──────── ENTRIES SUPPLIED ────────

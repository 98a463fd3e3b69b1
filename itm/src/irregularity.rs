//! Terrain irregularity of an elevation profile.

use crate::formulae::least_squares_linear_fit;

/// Interdecile range of elevations over part of a profile.
///
/// `elevations` are sampled every `interval` metres; `span` is the part of the
/// profile (in metres from the first sample) to consider. The span is
/// resampled, detrended by a least-squares line, and the range between the
/// 10% and 90% quantiles of what is left is taken. Short spans are scaled up
/// as they would underestimate the irregularity of the wider terrain.
///
/// Spans covering fewer than two intervals have no measurable irregularity.
/// A span starting before the first sample starts at it instead.
///
/// See ITM section `<48>` (d1thx).
pub fn interdecile_range(elevations: &[f64], interval: f64, span: (f64, f64)) -> f64 {
    let np = elevations.len().saturating_sub(1);
    let mut xa = (span.0 / interval).max(0.0);
    let mut xb = span.1 / interval;

    if np == 0 || xb - xa < 2.0 {
        return 0.0;
    }

    let ka = ((0.1 * (xb - xa + 8.0)) as usize).clamp(4, 25);
    let n = 10 * ka - 5;
    let kb = n - ka + 1;
    let sn = (n - 1) as f64;

    let mut samples = Vec::with_capacity(n);
    xb = (xb - xa) / sn;
    let mut k = ((xa + 1.0) as usize).min(np);
    xa -= k as f64;

    for _ in 0..n {
        while xa > 0.0 && k < np {
            xa -= 1.0;
            k += 1;
        }

        samples.push(elevations[k] + (elevations[k] - elevations[k - 1]) * xa);
        xa += xb;
    }

    let (mut xa, xb) = least_squares_linear_fit(1.0, &samples, (0.0, sn));
    let step = (xb - xa) / sn;
    for s in samples.iter_mut() {
        *s -= xa;
        xa += step;
    }

    let range = nth_largest(&mut samples, ka - 1) - nth_largest(&mut samples, kb - 1);
    range / (1.0 - 0.8 * (-(span.1 - span.0) / 50.0e3).exp())
}

/// The `rank`-th largest value (0 is the maximum). Reorders `values`.
///
/// See ITM section `<52>` (qtile).
fn nth_largest(values: &mut [f64], rank: usize) -> f64 {
    let rank = rank.min(values.len() - 1);
    let (_, nth, _) = values.select_nth_unstable_by(rank, |a, b| b.total_cmp(a));
    *nth
}

#[cfg(test)]
mod tests {
    use super::*;
    use approx::assert_abs_diff_eq;

    #[test]
    fn flat_terrain_is_smooth() {
        let flat = vec![100.0; 101];
        assert_eq!(interdecile_range(&flat, 50.0, (0.0, 5000.0)), 0.0);
    }

    #[test]
    fn slopes_are_detrended() {
        let ramp: Vec<f64> = (0..201).map(|i| 3.0 * i as f64).collect();
        assert_abs_diff_eq!(interdecile_range(&ramp, 30.0, (0.0, 6000.0)), 0.0, epsilon = 1e-9);
    }

    #[test]
    fn rough_terrain_measures() {
        let rough: Vec<f64> = (0..201)
            .map(|i| if i % 2 == 0 { 0.0 } else { 50.0 })
            .collect();
        let dh = interdecile_range(&rough, 100.0, (0.0, 20_000.0));
        assert!(dh > 0.0);
    }

    #[test]
    fn too_short_a_span() {
        let hills = vec![10.0, 80.0, 20.0, 60.0];
        assert_eq!(interdecile_range(&hills, 100.0, (0.0, 150.0)), 0.0);
    }

    #[test]
    fn span_starts_at_the_first_sample() {
        let rough: Vec<f64> = (0..101)
            .map(|i| if i % 3 == 0 { 5.0 } else { 40.0 })
            .collect();
        let before = interdecile_range(&rough, 10.0, (-50.0, 400.0));
        assert!(before.is_finite());
        assert!(before > 0.0);

        assert_eq!(interdecile_range(&rough, 10.0, (-500.0, 10.0)), 0.0);
    }

    #[test]
    fn nth_largest_ranks_descending() {
        let mut values = vec![3.0, 9.0, 1.0, 7.0];
        assert_eq!(nth_largest(&mut values, 0), 9.0);
        assert_eq!(nth_largest(&mut values, 2), 3.0);
        assert_eq!(nth_largest(&mut values, 10), 1.0);
    }
}
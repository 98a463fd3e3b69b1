use std::path::PathBuf;
use thiserror::Error;

use crate::terrain::TerrainError;

#[derive(Debug, Error)]
pub enum Error {
    #[error("reading scenario {path}: {source}")]
    ReadConfig {
        path: PathBuf,
        source: std::io::Error,
    },

    #[error("parsing scenario {path}: {source}")]
    ParseConfig {
        path: PathBuf,
        source: serde_json::Error,
    },

    #[error("invalid scenario: {0}")]
    Config(String),

    #[error(transparent)]
    Code(#[from] itm::InputError),

    #[error("terrain for site {site}: {source}")]
    Terrain {
        site: String,
        source: TerrainError,
    },

    #[error("writing {path}: {source}")]
    Write {
        path: PathBuf,
        source: std::io::Error,
    },

    #[error(transparent)]
    Json(#[from] serde_json::Error),
}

────────

WORK REQUEST :: Quote all of the entries exactly as they appear.

ANSWER TO THE EXERCISE ::
repository 98a463fd3e3b69b1
filename itm/src/irregularity.rs
//! Terrain irregularity of an elevation profile.

use crate::formulae::least_squares_linear_fit;

/// Interdecile range of elevations over part of a profile.
///
/// `elevations` are sampled every `interval` metres; `span` is the part of the
/// profile (in metres from the first sample) to consider. The span is
/// resampled, detrended by a least-squares line, and the range between the
/// 10% and 90% quantiles of what is left is taken. Short spans are scaled up
/// as they would underestimate the irregularity of the wider terrain.
///
/// Spans covering fewer than two intervals have no measurable irregularity.
/// A span starting before the first sample starts at it instead.
///
/// See ITM section `<48>` (d1thx).
pub fn interdecile_range(elevations: &[f64], interval: f64, span: (f64, f64)) -> f64 {
    let np = elevations.len().saturating_sub(1);
    let mut xa = (span.0 / interval).max(0.0);
    let mut xb = span.1 / interval;

    if np == 0 || xb - xa < 2.0 {
        return 0.0;
    }

    let ka = ((0.1 * (xb - xa + 8.0)) as usize).clamp(4, 25);
    let n = 10 * ka - 5;
    let kb = n - ka + 1;
    let sn = (n - 1) as f64;

    let mut samples = Vec::with_capacity(n);
    xb = (xb - xa) / sn;
    let mut k = ((xa + 1.0) as usize).min(np);
    xa -= k as f64;

    for _ in 0..n {
        while xa > 0.0 && k < np {
            xa -= 1.0;
            k += 1;
        }

        samples.push(elevations[k] + (elevations[k] - elevations[k - 1]) * xa);
        xa += xb;
    }

    let (mut xa, xb) = least_squares_linear_fit(1.0, &samples, (0.0, sn));
    let step = (xb - xa) / sn;
    for s in samples.iter_mut() {
        *s -= xa;
        xa += step;
    }

    let range = nth_largest(&mut samples, ka - 1) - nth_largest(&mut samples, kb - 1);
    range / (1.0 - 0.8 * (-(span.1 - span.0) / 50.0e3).exp())
}

/// The `rank`-th largest value (0 is the maximum). Reorders `values`.
///
/// See ITM section `<52>` (qtile).
fn nth_largest(values: &mut [f64], rank: usize) -> f64 {
    let rank = rank.min(values.len() - 1);
    let (_, nth, _) = values.select_nth_unstable_by(rank, |a, b| b.total_cmp(a));
    *nth
}

#[cfg(test)]
mod tests {
    use super::*;
    use approx::assert_abs_diff_eq;

    #[test]
    fn flat_terrain_is_smooth() {
        let flat = vec![100.0; 101];
        assert_eq!(interdecile_range(&flat, 50.0, (0.0, 5000.0)), 0.0);
    }

    #[test]
    fn slopes_are_detrended() {
        let ramp: Vec<f64> = (0..201).map(|i| 3.0 * i as f64).collect();
        assert_abs_diff_eq!(interdecile_range(&ramp, 30.0, (0.0, 6000.0)), 0.0, epsilon = 1e-9);
    }

    #[test]
    fn rough_terrain_measures() {
        let rough: Vec<f64> = (0..201)
            .map(|i| if i % 2 == 0 { 0.0 } else { 50.0 })
            .collect();
        let dh = interdecile_range(&rough, 100.0, (0.0, 20_000.0));
        assert!(dh > 0.0);
    }

    #[test]
    fn too_short_a_span() {
        let hills = vec![10.0, 80.0, 20.0, 60.0];
        assert_eq!(interdecile_range(&hills, 100.0, (0.0, 150.0)), 0.0);
    }

    #[test]
    fn span_starts_at_the_first_sample() {
        let rough: Vec<f64> = (0..101)
            .map(|i| if i % 3 == 0 { 5.0 } else { 40.0 })
            .collect();
        let before = interdecile_range(&rough, 10.0, (-50.0, 400.0));
        assert!(before.is_finite());
        assert!(before > 0.0);

        assert_eq!(interdecile_range(&rough, 10.0, (-500.0, 10.0)), 0.0);
    }

    #[test]
    fn nth_largest_ranks_descending() {
        let mut values = vec![3.0, 9.0, 1.0, 7.0];
        assert_eq!(nth_largest(&mut values, 0), 9.0);
        assert_eq!(nth_largest(&mut values, 2), 3.0);
        assert_eq!(nth_largest(&mut values, 10), 1.0);
    }
}
repository 98a463fd3e3b69b1
use std::path::PathBuf;
use thiserror::Error;

use crate::terrain::TerrainError;

#[derive(Debug, Error)]
pub enum Error {
    #[error("reading scenario {path}: {source}")]
    ReadConfig {
        path: PathBuf,
        source: std::io::Error,
    },

    #[error("parsing scenario {path}: {source}")]
    ParseConfig {
        path: PathBuf,
        source: serde_json::Error,
    },

    #[error("invalid scenario: {0}")]
    Config(String),

    #[error(transparent)]
    Code(#[from] itm::InputError),

    #[error("terrain for site {site}: {source}")]
    Terrain {
        site: String,
        source: TerrainError,
    },

    #[error("writing {path}: {source}")]
    Write {
        path: PathBuf,
        source: std::io::Error,
    },

    #[error(transparent)]
    Json(#[from] serde_json::Error),
}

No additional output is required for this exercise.